La fine dell’accoglienza
Accolti da chi? Il crollo dei Cie è nulla rispetto a quanto si è verificato e si sta verificando anche in queste ore in Sicilia sul fronte dell’accoglienza. C’è voluta la clamorosa e giusta iniziativa di protesta di Khalid Chaouki, parlamentare Pd, per far uscire dall’inferno del Cpsa di Lampedusa, buona parte dei profughi da mesi in attesa di conoscere il proprio destino. Sono rimasti, in condizioni pessime i 17, fra cui una donna in stato di grave prostrazione, sopravvissuti al naufragio del 3 ottobre. Sono testimoni e si attendono le decisioni della magistratura per deciderne nuova allocazione. Alcuni legali, Alessandra Ballerini, Michele Passione, Fulvio Vassallo Paleologo, hanno realizzato un esposto per denunciare un trattenimento collettivo illegale. Il testo, da inviare al Comitato per la Prevenzione della Tortura del Consiglio d’Europa, alla Commissione Europea e ad altre autorità comunitarie, costituisce un duro atto di accusa nei confronti del governo italiano. Saranno in molti, fra associazioni e individui, ad inviarlo a proprio nome, ovviamente anche il Prc procede in tal senso. Accanto a questo un appello, firmato da LasciateCientrare e Asgi, rivolto a tutto il tessuto politico e sociale. Le immagini fortunosamente giunte e trasmesse al Tg2 non possono essere cancellate.

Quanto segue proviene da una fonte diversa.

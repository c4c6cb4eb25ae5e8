//! Infrastructure Layer
//!
//! Storage adapters and the wrapper that exposes them to the domain.

pub mod account_store;
pub mod memory;
pub mod postgres;
pub mod storage;

pub use account_store::StorageAccountStore;
pub use memory::InMemoryAccountStorage;
pub use postgres::PgAccountStorage;
pub use storage::{AccountStorage, CreateAccountFilter, StorageError};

L’inferno contiene altri inferni
Ma l’inferno contiene altri inferni. Quello del Cara (Centro Accoglienza Richiedenti Asilo) di Mineo, in provincia di Catania, 4000 persone rinchiuse in un luogo che ne può contenere 2000, minorenni costrette alla prostituzione per pochi euro con la compiacenza dei gestori. Lì si può restare anche oltre 18 mesi prima di conoscere il proprio destino di richiedente asilo, li si può finire come è accaduto ad un ragazzo eritreo di 21 anni, di aspettare da maggio una risposta, non poterne più e poi decidere di impiccarsi. Un’altra morte assurda ed evitabile, punta di iceberg di condizioni di disumanizzazioni collettive, con centri improvvisati messi in piedi dalle prefetture, senza medici o mediatori, da cui la gente può solo fuggire. A Messina, circa 200 profughi si son ritrovati sommersi dall’acqua. Erano in una tendopoli realizzata a forza, contro il parere del Comune, guai ad utilizzare le strutture turistiche. Son dovuti intervenire i vigili del fuoco per drenare l’acqua e mettere delle passerelle in legno fra le tende. Alcuni hanno accettato di farsi ospitare in un convento, gran parte sono rimasti nel fango. Hanno chiesto al Comune e l’assessore era con loro, volevano anche intraprendere uno sciopero della fame che per ora sembra interrotto. Non è colpa del maltempo, di certo prevedibile in questa stagione se il campo da baseball dove è posta la tendopoli, in Viale dell’Annunziata, si è allagato. È perché l’idea stessa di accoglienza non esiste, nonostante fra fondi europei e nazionali, fiumi di denaro si impieghino in nome di questa. Anche sapere che fine fa quel denaro, come quello dei Cie, potrebbe essere una risposta necessaria. L’anno finisce insomma con storie di sofferenza e di morte. E non è un buon augurio, ripensando a quel rogo di 14 anni fa.